脑梗死的病因与发病机制非常复杂。脑梗死急性期的疾病类型一般包括脑血栓形成和脑栓塞,脑血栓形成是最常见的急性脑梗死类型。血小板在血栓形成过程中起着重要作用。在许多情况下,血小板在正常血液循环中起着相对重要的作用。当血管内皮细胞受损后启动凝血因子时,活化的血小板膜糖蛋白的结构和组成会发生相对变化,释放大量的蛋白质和活性物质[3]。脑梗死主要由大脑供血动脉阻塞和闭塞引起,脑动脉粥样硬化是脑梗死的病理基础,脂代谢异常是脑动脉粥样硬化的主要原因。当脂质代谢异常时,它会沉积在动脉壁上,导致斑块形成、血管内皮损伤、血小板聚集和血栓形成。而斑块脱落会进一步加重血栓形成,影响脑供血[4]。
目前,在脑梗死患者的治疗中,最常见的是使用抗血小板聚集药物。抗血小板聚集药物能在一定程度上减少血小板聚集,抑制血栓形成。抗血小板聚集在脑梗死治疗中的应用,有利于抑制血栓合成酶的合成,促进溶栓,大大降低血栓形成的基础系统和纤维蛋白原的溶解性,梗死面积明显缩小,闭塞血管侧支循环血供增加。因此,抗血小板聚集是治疗脑梗死的有效方法[5]。

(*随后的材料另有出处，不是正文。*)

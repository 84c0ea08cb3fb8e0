use std::collections::BTreeMap;

use chrono::{DateTime, NaiveDateTime, TimeZone, Utc};
use serde::{Deserialize, Serialize};

pub const SCRIPT_MIN_CHARS: usize = 20;
pub const PROJECT_NAME_MIN_CHARS: usize = 3;
pub const PROJECT_NAME_MAX_CHARS: usize = 80;

/// Closed set of pipeline stages. Declaration order is execution order and
/// rendering order.
#[derive(Debug, Clone, Copy, PartialEq, Eq, Hash, Serialize, Deserialize)]
#[serde(rename_all = "snake_case")]
pub enum StageKey {
    ScriptAnalysis,
    Voiceover,
    Visuals,
    Music,
    SubtitleGeneration,
    Thumbnail,
    Seo,
    Assembly,
    Upload,
}

pub struct StageSpec {
    pub key: StageKey,
    pub title: &'static str,
    pub idle_summary: &'static str,
}

pub const STAGE_SPECS: [StageSpec; 9] = [
    StageSpec {
        key: StageKey::ScriptAnalysis,
        title: "Analyze script context",
        idle_summary: "Understand tone, topics, and hook to map the rest of the workflow.",
    },
    StageSpec {
        key: StageKey::Voiceover,
        title: "Synthesize AI voiceover",
        idle_summary: "Select a neural narrator and convert the script to studio audio.",
    },
    StageSpec {
        key: StageKey::Visuals,
        title: "Plan visual storyboard",
        idle_summary: "Match each beat with stock footage, b-roll, and motion graphics.",
    },
    StageSpec {
        key: StageKey::Music,
        title: "Select background music",
        idle_summary: "Generate or source a soundtrack aligned to pacing and mood.",
    },
    StageSpec {
        key: StageKey::SubtitleGeneration,
        title: "Generate subtitles",
        idle_summary: "Auto-caption the voiceover with multilingual support.",
    },
    StageSpec {
        key: StageKey::Thumbnail,
        title: "Craft thumbnail",
        idle_summary: "Design a high-CTR thumbnail prompt and render.",
    },
    StageSpec {
        key: StageKey::Seo,
        title: "Optimize SEO metadata",
        idle_summary: "Create a title, description, and tags ready for upload.",
    },
    StageSpec {
        key: StageKey::Assembly,
        title: "Assemble final video",
        idle_summary: "Timeline voiceover, visuals, captions, and audio bed.",
    },
    StageSpec {
        key: StageKey::Upload,
        title: "Upload to YouTube",
        idle_summary: "Publish immediately or schedule via the YouTube Data API.",
    },
];

impl StageKey {
    pub fn as_str(self) -> &'static str {
        match self {
            StageKey::ScriptAnalysis => "script_analysis",
            StageKey::Voiceover => "voiceover",
            StageKey::Visuals => "visuals",
            StageKey::Music => "music",
            StageKey::SubtitleGeneration => "subtitle_generation",
            StageKey::Thumbnail => "thumbnail",
            StageKey::Seo => "seo",
            StageKey::Assembly => "assembly",
            StageKey::Upload => "upload",
        }
    }

    pub fn position(self) -> usize {
        STAGE_SPECS
            .iter()
            .position(|spec| spec.key == self)
            .unwrap_or(0)
    }
}

#[derive(Debug, Clone, Copy, PartialEq, Eq, Serialize, Deserialize)]
#[serde(rename_all = "lowercase")]
pub enum StageStatus {
    Idle,
    Running,
    Completed,
    Failed,
}

#[derive(Debug, Clone, PartialEq, Serialize, Deserialize)]
pub struct PipelineStage {
    pub key: StageKey,
    pub title: String,
    pub status: StageStatus,
    #[serde(default, skip_serializing_if = "Option::is_none")]
    pub summary: Option<String>,
    #[serde(default, skip_serializing_if = "Option::is_none")]
    pub error: Option<String>,
}

impl PipelineStage {
    pub fn idle(spec: &StageSpec) -> Self {
        Self {
            key: spec.key,
            title: spec.title.to_string(),
            status: StageStatus::Idle,
            summary: Some(spec.idle_summary.to_string()),
            error: None,
        }
    }
}

/// Inbound request body for `POST /api/pipeline`. Required string fields
/// default to empty so that missing keys surface as field-level validation
/// errors rather than a deserialization failure.
#[derive(Debug, Clone, Serialize, Deserialize)]
#[serde(rename_all = "camelCase")]
pub struct PipelineRequest {
    #[serde(default)]
    pub script: String,
    #[serde(default)]
    pub project_name: String,
    #[serde(default, skip_serializing_if = "Option::is_none")]
    pub voice_profile: Option<String>,
    #[serde(default, skip_serializing_if = "Option::is_none")]
    pub target_language: Option<String>,
    #[serde(default)]
    pub auto_upload_enabled: bool,
    #[serde(default)]
    pub schedule_at: Option<String>,
}

pub type ValidationErrors = BTreeMap<String, Vec<String>>;

impl PipelineRequest {
    pub fn validate(&self) -> Result<(), ValidationErrors> {
        let mut errors = ValidationErrors::new();

        if self.script.trim().chars().count() < SCRIPT_MIN_CHARS {
            errors.entry("script".to_string()).or_default().push(
                "Script must include at least 20 characters.".to_string(),
            );
        }

        let name_chars = self.project_name.trim().chars().count();
        if name_chars < PROJECT_NAME_MIN_CHARS {
            errors.entry("projectName".to_string()).or_default().push(
                "Project name must include at least 3 characters.".to_string(),
            );
        } else if name_chars > PROJECT_NAME_MAX_CHARS {
            errors.entry("projectName".to_string()).or_default().push(
                "Project name must be 80 characters or fewer.".to_string(),
            );
        }

        // scheduleAt is only meaningful alongside auto-upload; otherwise it
        // is carried but ignored.
        if self.auto_upload_enabled {
            if let Some(ts) = &self.schedule_at {
                if parse_schedule(ts).is_none() {
                    errors.entry("scheduleAt".to_string()).or_default().push(
                        "Schedule timestamp is not a valid date-time.".to_string(),
                    );
                }
            }
        }

        if errors.is_empty() { Ok(()) } else { Err(errors) }
    }
}

/// Accepts RFC 3339 or the `datetime-local` shapes the form submits
/// (`YYYY-MM-DDTHH:MM` and `YYYY-MM-DDTHH:MM:SS`, assumed UTC).
pub fn parse_schedule(raw: &str) -> Option<DateTime<Utc>> {
    if let Ok(dt) = DateTime::parse_from_rfc3339(raw) {
        return Some(dt.with_timezone(&Utc));
    }
    let naive = NaiveDateTime::parse_from_str(raw, "%Y-%m-%dT%H:%M:%S")
        .or_else(|_| NaiveDateTime::parse_from_str(raw, "%Y-%m-%dT%H:%M"))
        .ok()?;
    Some(Utc.from_utc_datetime(&naive))
}

#[derive(Debug, Clone, Default, PartialEq, Serialize, Deserialize)]
#[serde(rename_all = "camelCase")]
pub struct Assets {
    #[serde(default, skip_serializing_if = "Option::is_none")]
    pub video_url: Option<String>,
    #[serde(default, skip_serializing_if = "Option::is_none")]
    pub voiceover_url: Option<String>,
    #[serde(default, skip_serializing_if = "Option::is_none")]
    pub subtitles_url: Option<String>,
    #[serde(default, skip_serializing_if = "Option::is_none")]
    pub thumbnail_url: Option<String>,
}

#[derive(Debug, Clone, Default, PartialEq, Serialize, Deserialize)]
pub struct SeoMetadata {
    #[serde(default)]
    pub title: String,
    #[serde(default)]
    pub description: String,
    #[serde(default)]
    pub tags: Vec<String>,
}

/// Upload outcome as a tagged union over `status`, so an uploaded result
/// without a URL is unrepresentable.
#[derive(Debug, Clone, PartialEq, Serialize, Deserialize)]
#[serde(tag = "status", rename_all = "lowercase")]
pub enum UploadResult {
    Queued,
    Uploaded {
        url: String,
    },
    Scheduled {
        #[serde(rename = "scheduledFor")]
        scheduled_for: String,
    },
}

#[derive(Debug, Clone, PartialEq, Serialize, Deserialize)]
pub struct PipelineResponse {
    pub stages: Vec<PipelineStage>,
    pub assets: Assets,
    pub seo: SeoMetadata,
    #[serde(default, skip_serializing_if = "Option::is_none")]
    pub upload: Option<UploadResult>,
}

#[cfg(test)]
mod tests {
    use super::*;

    fn valid_request() -> PipelineRequest {
        PipelineRequest {
            script: "A".repeat(25),
            project_name: "Demo Project".to_string(),
            voice_profile: None,
            target_language: None,
            auto_upload_enabled: false,
            schedule_at: None,
        }
    }

    #[test]
    fn stage_specs_cover_all_keys_in_order() {
        assert_eq!(STAGE_SPECS.len(), 9);
        let keys: Vec<&str> = STAGE_SPECS.iter().map(|s| s.key.as_str()).collect();
        assert_eq!(
            keys,
            vec![
                "script_analysis",
                "voiceover",
                "visuals",
                "music",
                "subtitle_generation",
                "thumbnail",
                "seo",
                "assembly",
                "upload",
            ]
        );
        for (idx, spec) in STAGE_SPECS.iter().enumerate() {
            assert_eq!(spec.key.position(), idx);
        }
    }

    #[test]
    fn stage_key_serializes_snake_case() {
        let json = serde_json::to_string(&StageKey::SubtitleGeneration).unwrap();
        assert_eq!(json, "\"subtitle_generation\"");
        let back: StageKey = serde_json::from_str("\"script_analysis\"").unwrap();
        assert_eq!(back, StageKey::ScriptAnalysis);
    }

    #[test]
    fn validate_accepts_well_formed_request() {
        assert!(valid_request().validate().is_ok());
    }

    #[test]
    fn validate_rejects_short_script() {
        let mut req = valid_request();
        req.script = "too short".to_string();
        let errors = req.validate().unwrap_err();
        assert_eq!(
            errors["script"],
            vec!["Script must include at least 20 characters.".to_string()]
        );
    }

    #[test]
    fn validate_rejects_project_name_bounds() {
        let mut req = valid_request();
        req.project_name = "ab".to_string();
        assert!(req.validate().unwrap_err().contains_key("projectName"));

        req.project_name = "x".repeat(81);
        assert!(req.validate().unwrap_err().contains_key("projectName"));

        req.project_name = "x".repeat(80);
        assert!(req.validate().is_ok());
    }

    #[test]
    fn validate_checks_schedule_only_with_auto_upload() {
        let mut req = valid_request();
        req.schedule_at = Some("not a date".to_string());
        assert!(req.validate().is_ok());

        req.auto_upload_enabled = true;
        assert!(req.validate().unwrap_err().contains_key("scheduleAt"));

        req.schedule_at = Some("2025-01-01T10:00".to_string());
        assert!(req.validate().is_ok());
    }

    #[test]
    fn parse_schedule_accepts_common_shapes() {
        assert!(parse_schedule("2025-01-01T10:00").is_some());
        assert!(parse_schedule("2025-01-01T10:00:30").is_some());
        assert!(parse_schedule("2025-01-01T10:00:00Z").is_some());
        assert!(parse_schedule("2025-01-01T10:00:00+02:00").is_some());
        assert!(parse_schedule("tomorrow").is_none());
    }

    #[test]
    fn missing_fields_deserialize_to_defaults() {
        let req: PipelineRequest = serde_json::from_str("{}").unwrap();
        assert!(req.script.is_empty());
        assert!(req.project_name.is_empty());
        assert!(!req.auto_upload_enabled);
        let errors = req.validate().unwrap_err();
        assert!(errors.contains_key("script"));
        assert!(errors.contains_key("projectName"));
    }

    #[test]
    fn upload_result_wire_shapes() {
        let queued = serde_json::to_value(&UploadResult::Queued).unwrap();
        assert_eq!(queued, serde_json::json!({ "status": "queued" }));

        let uploaded = serde_json::to_value(&UploadResult::Uploaded {
            url: "https://www.youtube.com/watch?v=abc".to_string(),
        })
        .unwrap();
        assert_eq!(uploaded["status"], "uploaded");
        assert_eq!(uploaded["url"], "https://www.youtube.com/watch?v=abc");

        let scheduled = serde_json::to_value(&UploadResult::Scheduled {
            scheduled_for: "2025-01-01T10:00".to_string(),
        })
        .unwrap();
        assert_eq!(scheduled["status"], "scheduled");
        assert_eq!(scheduled["scheduledFor"], "2025-01-01T10:00");
    }

    #[test]
    fn response_round_trips_identically() {
        let response = PipelineResponse {
            stages: STAGE_SPECS.iter().map(PipelineStage::idle).collect(),
            assets: Assets {
                video_url: Some("https://example.com/final.mp4".to_string()),
                voiceover_url: None,
                subtitles_url: Some("https://example.com/subs.vtt".to_string()),
                thumbnail_url: None,
            },
            seo: SeoMetadata {
                title: "Demo".to_string(),
                description: "A demo run".to_string(),
                tags: vec!["ai".to_string(), "video".to_string()],
            },
            upload: Some(UploadResult::Scheduled {
                scheduled_for: "2025-01-01T10:00".to_string(),
            }),
        };

        let json = serde_json::to_string(&response).unwrap();
        let back: PipelineResponse = serde_json::from_str(&json).unwrap();
        assert_eq!(back, response);
    }

    #[test]
    fn response_uses_camel_case_asset_fields() {
        let assets = Assets {
            video_url: Some("v".to_string()),
            voiceover_url: Some("a".to_string()),
            subtitles_url: Some("s".to_string()),
            thumbnail_url: Some("t".to_string()),
        };
        let value = serde_json::to_value(&assets).unwrap();
        assert_eq!(value["videoUrl"], "v");
        assert_eq!(value["voiceoverUrl"], "a");
        assert_eq!(value["subtitlesUrl"], "s");
        assert_eq!(value["thumbnailUrl"], "t");
    }
}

目前临床上常用药物为阿司匹林和氯吡格雷,其中阿司匹林既有解热镇痛作用,又有抗血小板聚集作用,阿司匹林还可用于心血管疾病的预防和治疗[6],但部分患者可能存在阿司匹林抵抗。氯吡格雷是一种偶尔可替代阿司匹林的新药,可选择性干扰腺苷二磷酸(ADP)介导的血小板活化。研究证实阿司匹林不影响氯吡格雷的抗血小板聚集作用,但氯吡格雷可在一定程度上抑制阿司匹林的抗血小板聚集作用。两者联合应用具有协同作用[7,8]。双重抗血小板疗法对急性脑梗死患者的治疗效果明显优于单抗血小板疗法,能明显改善患者的神经功能缺损,同时不会增加药物不良反应。从临床安全性监测的角度看,氯吡格雷对二磷酸环化酶有较强的抑制作用,治疗过程中应重视ADP 诱导的血小板最大聚集率(MAR)对花生四烯酸(AA)代谢的强烈抑制作用;阿司匹林治疗过程中应注意AA 引起的MAR 的降低[9,10]。
本研究的结果显示: 治疗前,观察组患者CSS 评分为(24.56±2.94)分,与对照组的(24.41±2.87)分比较差异无统计学意义(P>0.05);治疗后,观察组患者CSS评分为(9.21±1.41)分,低于对照组的(18.21±2.21)分,差异具有统计学意义(P<0.05)。观察组患者治疗总有效率为96.67%,高于对照组的76.67%,差异具有统计学意义(P<0.05)。两组患者不良反应发生率比较差异无统计学意义(P>0.05)。
综上所述,阿司匹林联合氯吡格雷治疗急性脑梗死的效果更为确切,可有效改善患者的神经功能,且无严重不良反应,安全性高。